Enrico Gallacchi (1935–2020).

Enrico Gallacchi war von Kindesbeinen an ein Kleinbasler, und seine Heimat war Basel, obschon der Ursprung seiner Familie im Tessin liegt. Geboren 1935, ist er zusammen mit drei Schwestern und vier Brüdern in Kleinhüningen aufgewachsen, seinem geliebten «Dörfli», dem er lange treu blieb. Nach dem Besuch der Schulen in Basel verschrieb er sich der Chemie; mit eisernem Willen erarbeitete er sich den Titel eines Dr. rer. nat. Chemiker und war fortan in der Basler Chemie tätig.

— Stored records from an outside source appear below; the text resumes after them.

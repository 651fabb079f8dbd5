//! Report template client methods

use super::{ClientError, SessionClient};
use crate::types::{Listing, ReportTemplate, TemplateInput};

impl SessionClient {
    pub async fn list_templates(&self) -> Result<Listing<ReportTemplate>, ClientError> {
        self.get("/report-templates/").await
    }

    pub async fn create_template(
        &self,
        template: &TemplateInput,
    ) -> Result<ReportTemplate, ClientError> {
        self.post("/report-templates/", template).await
    }

    pub async fn update_template(
        &self,
        template_id: &str,
        template: &TemplateInput,
    ) -> Result<ReportTemplate, ClientError> {
        self.put(&format!("/report-templates/{template_id}/"), template)
            .await
    }

    pub async fn delete_template(&self, template_id: &str) -> Result<(), ClientError> {
        self.delete(&format!("/report-templates/{template_id}/"))
            .await
    }
}
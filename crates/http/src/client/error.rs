//! Client error types

use reqwest::StatusCode;
use serde::Deserialize;
use serde_json::Value;
use thiserror::Error;

use crate::notify::{
    FORBIDDEN_MESSAGE, NOT_FOUND_MESSAGE, SERVER_ERROR_MESSAGE, UNEXPECTED_ERROR_MESSAGE,
};
use crate::store::StoreError;

/// Client error types
#[derive(Debug, Error)]
pub enum ClientError {
    /// The request never received a response (connection, DNS or timeout failure)
    #[error("Network error: {0}")]
    Network(#[source] reqwest::Error),

    /// Request construction or response decoding error
    #[error("Request failed: {0}")]
    Request(#[from] reqwest::Error),

    /// The server rejected the credentials and no refresh was attempted
    #[error("Authentication failed: {0}")]
    AuthenticationFailed(String),

    /// Credentials could not be recovered; the session was purged
    #[error("Session expired")]
    SessionExpired,

    /// Bad request
    #[error("Bad request: {0}")]
    BadRequest(String),

    /// Forbidden
    #[error("Forbidden: {0}")]
    Forbidden(String),

    /// Resource not found
    #[error("Resource not found: {0}")]
    NotFound(String),

    /// Server returned a 5xx status
    #[error("Server error {status}: {message}")]
    ServerError { status: u16, message: String },

    /// Any other non-success status
    #[error("Request failed with status {status}: {message}")]
    Status { status: u16, message: String },

    /// Serialization/deserialization error
    #[error("Serialization error: {0}")]
    Serialization(#[from] serde_json::Error),

    /// Invalid configuration
    #[error("Invalid configuration: {0}")]
    Configuration(String),

    /// Configuration source could not be loaded
    #[error("Configuration error: {0}")]
    ConfigSource(#[from] config::ConfigError),

    /// Session store failure
    #[error("Session store error: {0}")]
    Store(#[from] StoreError),
}

/// Error payload shapes the API returns. `detail` wins over `message`.
#[derive(Debug, Default, Deserialize)]
struct ErrorBody {
    #[serde(default)]
    detail: Option<Value>,
    #[serde(default)]
    message: Option<Value>,
}

impl ClientError {
    /// Create error from HTTP status code and the raw response body
    ///
    /// The carried message is the server-supplied `detail`/`message` field when
    /// present, otherwise a fixed message for the status class.
    pub fn from_status(status: StatusCode, body: &str) -> Self {
        let message = server_message(body).unwrap_or_else(|| fallback_message(status).to_string());

        match status.as_u16() {
            400 => Self::BadRequest(message),
            401 => Self::AuthenticationFailed(message),
            403 => Self::Forbidden(message),
            404 => Self::NotFound(message),
            code if status.is_server_error() => Self::ServerError {
                status: code,
                message,
            },
            code => Self::Status {
                status: code,
                message,
            },
        }
    }

    /// Classify an error returned by `send()`
    pub(crate) fn from_transport(error: reqwest::Error) -> Self {
        if error.is_builder() {
            Self::Request(error)
        } else {
            Self::Network(error)
        }
    }

    /// Whether this error means the caller has to log in again
    pub const fn is_auth_expired(&self) -> bool {
        matches!(self, Self::AuthenticationFailed(_) | Self::SessionExpired)
    }

    /// HTTP status carried by the error, if any
    pub const fn status(&self) -> Option<u16> {
        match self {
            Self::BadRequest(_) => Some(400),
            Self::AuthenticationFailed(_) => Some(401),
            Self::Forbidden(_) => Some(403),
            Self::NotFound(_) => Some(404),
            Self::ServerError { status, .. } | Self::Status { status, .. } => Some(*status),
            _ => None,
        }
    }

    /// User-facing message for status errors
    pub fn user_message(&self) -> Option<&str> {
        match self {
            Self::BadRequest(message)
            | Self::AuthenticationFailed(message)
            | Self::Forbidden(message)
            | Self::NotFound(message)
            | Self::ServerError { message, .. }
            | Self::Status { message, .. } => Some(message),
            _ => None,
        }
    }
}

fn server_message(body: &str) -> Option<String> {
    let body: ErrorBody = serde_json::from_str(body).ok()?;
    body.detail
        .and_then(message_text)
        .or_else(|| body.message.and_then(message_text))
}

fn message_text(value: Value) -> Option<String> {
    let text = match value {
        Value::Null => return None,
        Value::String(text) => text,
        // Validation errors arrive as lists or objects; show them verbatim.
        other => other.to_string(),
    };
    let trimmed = text.trim();
    (!trimmed.is_empty()).then(|| trimmed.to_string())
}

fn fallback_message(status: StatusCode) -> &'static str {
    match status.as_u16() {
        403 => FORBIDDEN_MESSAGE,
        404 => NOT_FOUND_MESSAGE,
        500..=599 => SERVER_ERROR_MESSAGE,
        _ => UNEXPECTED_ERROR_MESSAGE,
    }
}

#[cfg(test)]
mod tests {
    use super::*;

    #[test]
    fn test_detail_wins_over_message() {
        let error = ClientError::from_status(
            StatusCode::BAD_REQUEST,
            r#"{"detail": "Email already registered", "message": "ignored"}"#,
        );
        assert!(matches!(error, ClientError::BadRequest(ref m) if m == "Email already registered"));
    }

    #[test]
    fn test_message_field_used_without_detail() {
        let error = ClientError::from_status(StatusCode::CONFLICT, r#"{"message": "Duplicate"}"#);
        assert_eq!(error.status(), Some(409));
        assert_eq!(error.user_message(), Some("Duplicate"));
    }

    #[test]
    fn test_fallback_messages_per_status() {
        let cases = [
            (StatusCode::FORBIDDEN, FORBIDDEN_MESSAGE),
            (StatusCode::NOT_FOUND, NOT_FOUND_MESSAGE),
            (StatusCode::INTERNAL_SERVER_ERROR, SERVER_ERROR_MESSAGE),
            (StatusCode::BAD_GATEWAY, SERVER_ERROR_MESSAGE),
            (StatusCode::UNPROCESSABLE_ENTITY, UNEXPECTED_ERROR_MESSAGE),
        ];

        for (status, expected) in cases {
            let error = ClientError::from_status(status, "<html>oops</html>");
            assert_eq!(error.user_message(), Some(expected), "status {status}");
        }
    }

    #[test]
    fn test_blank_detail_falls_back() {
        let error = ClientError::from_status(StatusCode::INTERNAL_SERVER_ERROR, r#"{"detail": "  "}"#);
        assert!(matches!(
            error,
            ClientError::ServerError { status: 500, ref message } if message == SERVER_ERROR_MESSAGE
        ));
    }

    #[test]
    fn test_structured_detail_is_rendered() {
        let error =
            ClientError::from_status(StatusCode::BAD_REQUEST, r#"{"detail": ["too short"]}"#);
        assert_eq!(error.user_message(), Some(r#"["too short"]"#));
    }

    #[test]
    fn test_auth_expired() {
        assert!(ClientError::SessionExpired.is_auth_expired());
        assert!(ClientError::from_status(StatusCode::UNAUTHORIZED, "").is_auth_expired());
        assert!(!ClientError::Forbidden("no".into()).is_auth_expired());
    }
}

Mit seiner Zugehörigkeit zur katholischen Kirche war es damals fast selbstverständlich, dass sich Enrico Gallacchi auch in einem katholischen Verein mit Gleichgesinnten traf. Seine Wahl fiel auf den KTV St. Josef, einen Verein im unteren Kleinbasel, der seit 1921 die Körperertüchtigung zum Ziel hatte. Enrico Gallacchi zog es zum Mannschaftssport, und so trat er 1956 der Handballriege des Turnvereins bei, dem er bis zuletzt seine Treue hielt und dem er zeitweise auch als Präsident vorstand.